══ EXERCISE DATA

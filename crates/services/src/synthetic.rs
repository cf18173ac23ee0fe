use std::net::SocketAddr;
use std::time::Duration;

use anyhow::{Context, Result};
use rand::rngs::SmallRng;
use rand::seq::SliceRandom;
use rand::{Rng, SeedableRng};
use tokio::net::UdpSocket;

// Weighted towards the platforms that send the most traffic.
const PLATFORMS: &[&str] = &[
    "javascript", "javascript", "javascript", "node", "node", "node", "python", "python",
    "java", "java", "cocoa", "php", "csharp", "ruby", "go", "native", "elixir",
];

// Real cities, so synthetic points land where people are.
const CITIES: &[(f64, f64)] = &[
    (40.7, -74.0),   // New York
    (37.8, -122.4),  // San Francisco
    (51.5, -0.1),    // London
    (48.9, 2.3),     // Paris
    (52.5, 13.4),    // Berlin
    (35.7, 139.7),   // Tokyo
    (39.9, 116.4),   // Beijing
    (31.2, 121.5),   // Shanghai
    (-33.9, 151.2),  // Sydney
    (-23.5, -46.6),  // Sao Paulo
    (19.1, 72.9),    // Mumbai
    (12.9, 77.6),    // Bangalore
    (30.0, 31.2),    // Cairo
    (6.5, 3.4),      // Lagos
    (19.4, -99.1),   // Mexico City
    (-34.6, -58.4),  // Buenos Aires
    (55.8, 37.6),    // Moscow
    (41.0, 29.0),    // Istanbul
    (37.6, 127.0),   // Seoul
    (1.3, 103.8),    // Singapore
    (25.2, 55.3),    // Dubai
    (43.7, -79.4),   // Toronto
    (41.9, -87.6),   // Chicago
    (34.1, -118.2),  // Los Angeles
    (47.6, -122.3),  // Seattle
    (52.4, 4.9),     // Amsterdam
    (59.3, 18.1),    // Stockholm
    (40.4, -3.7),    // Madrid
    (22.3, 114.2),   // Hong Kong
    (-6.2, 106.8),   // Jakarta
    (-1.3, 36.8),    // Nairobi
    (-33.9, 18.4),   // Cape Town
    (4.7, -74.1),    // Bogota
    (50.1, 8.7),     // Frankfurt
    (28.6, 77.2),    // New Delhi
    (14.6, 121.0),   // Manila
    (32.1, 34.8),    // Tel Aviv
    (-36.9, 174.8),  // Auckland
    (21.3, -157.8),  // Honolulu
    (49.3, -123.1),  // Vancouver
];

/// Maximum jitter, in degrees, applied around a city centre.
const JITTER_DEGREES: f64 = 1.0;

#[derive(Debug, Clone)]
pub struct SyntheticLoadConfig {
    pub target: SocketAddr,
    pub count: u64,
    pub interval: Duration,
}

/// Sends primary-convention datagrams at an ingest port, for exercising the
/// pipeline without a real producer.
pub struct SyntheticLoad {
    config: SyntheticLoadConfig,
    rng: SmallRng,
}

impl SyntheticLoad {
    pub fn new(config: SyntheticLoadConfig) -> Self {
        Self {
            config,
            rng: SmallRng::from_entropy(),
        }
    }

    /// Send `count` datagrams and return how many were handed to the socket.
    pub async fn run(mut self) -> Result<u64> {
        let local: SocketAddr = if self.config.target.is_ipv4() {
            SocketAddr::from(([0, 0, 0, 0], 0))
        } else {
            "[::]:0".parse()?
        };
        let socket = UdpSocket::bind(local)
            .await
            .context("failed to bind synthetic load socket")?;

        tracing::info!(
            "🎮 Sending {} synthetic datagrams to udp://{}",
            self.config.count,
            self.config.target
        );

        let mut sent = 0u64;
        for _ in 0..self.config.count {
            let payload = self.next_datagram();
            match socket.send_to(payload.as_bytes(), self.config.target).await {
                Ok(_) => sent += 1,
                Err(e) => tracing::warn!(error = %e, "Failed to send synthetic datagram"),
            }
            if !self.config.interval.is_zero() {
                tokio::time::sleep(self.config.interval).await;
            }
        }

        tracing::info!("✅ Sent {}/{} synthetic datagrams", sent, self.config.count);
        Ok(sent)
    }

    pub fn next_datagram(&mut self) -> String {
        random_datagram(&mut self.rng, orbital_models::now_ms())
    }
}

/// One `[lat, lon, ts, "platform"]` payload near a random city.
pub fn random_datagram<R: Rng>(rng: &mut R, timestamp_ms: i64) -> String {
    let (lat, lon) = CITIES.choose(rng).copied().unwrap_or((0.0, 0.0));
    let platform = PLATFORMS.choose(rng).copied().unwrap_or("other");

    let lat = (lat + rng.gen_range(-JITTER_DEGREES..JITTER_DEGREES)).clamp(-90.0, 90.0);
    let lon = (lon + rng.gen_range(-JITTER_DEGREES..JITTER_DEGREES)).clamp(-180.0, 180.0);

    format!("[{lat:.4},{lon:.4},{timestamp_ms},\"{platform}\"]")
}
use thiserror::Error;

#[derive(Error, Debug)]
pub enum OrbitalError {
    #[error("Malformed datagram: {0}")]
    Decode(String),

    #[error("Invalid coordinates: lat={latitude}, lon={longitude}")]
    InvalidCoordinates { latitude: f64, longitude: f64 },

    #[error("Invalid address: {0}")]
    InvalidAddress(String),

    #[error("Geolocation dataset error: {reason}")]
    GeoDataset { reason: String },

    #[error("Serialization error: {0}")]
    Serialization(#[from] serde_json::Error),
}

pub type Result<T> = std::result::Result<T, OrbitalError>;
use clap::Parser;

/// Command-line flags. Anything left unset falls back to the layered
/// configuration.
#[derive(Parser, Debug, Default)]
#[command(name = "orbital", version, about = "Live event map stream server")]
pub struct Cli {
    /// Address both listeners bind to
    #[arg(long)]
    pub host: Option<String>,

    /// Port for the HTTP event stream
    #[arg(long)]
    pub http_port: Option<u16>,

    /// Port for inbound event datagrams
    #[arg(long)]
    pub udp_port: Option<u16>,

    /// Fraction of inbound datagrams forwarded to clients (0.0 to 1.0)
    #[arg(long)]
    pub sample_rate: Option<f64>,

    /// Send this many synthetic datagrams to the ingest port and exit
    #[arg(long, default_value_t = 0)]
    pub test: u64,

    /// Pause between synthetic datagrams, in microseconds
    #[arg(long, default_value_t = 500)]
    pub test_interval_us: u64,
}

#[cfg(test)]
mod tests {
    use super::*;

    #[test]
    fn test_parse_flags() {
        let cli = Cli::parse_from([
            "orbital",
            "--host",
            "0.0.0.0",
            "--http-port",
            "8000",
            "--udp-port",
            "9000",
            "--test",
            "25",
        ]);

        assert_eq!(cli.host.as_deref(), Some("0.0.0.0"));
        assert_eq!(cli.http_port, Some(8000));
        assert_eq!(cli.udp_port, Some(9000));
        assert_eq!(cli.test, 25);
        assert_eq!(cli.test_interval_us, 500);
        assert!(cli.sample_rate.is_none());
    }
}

════

### WHAT TO WORK ON:
This exercise needs every line of the listing that contains the word "Debug".

### SOLUTION FOR THIS PROBLEM:
#[derive(Debug, Clone)]
#[derive(Error, Debug)]
#[derive(Parser, Debug, Default)]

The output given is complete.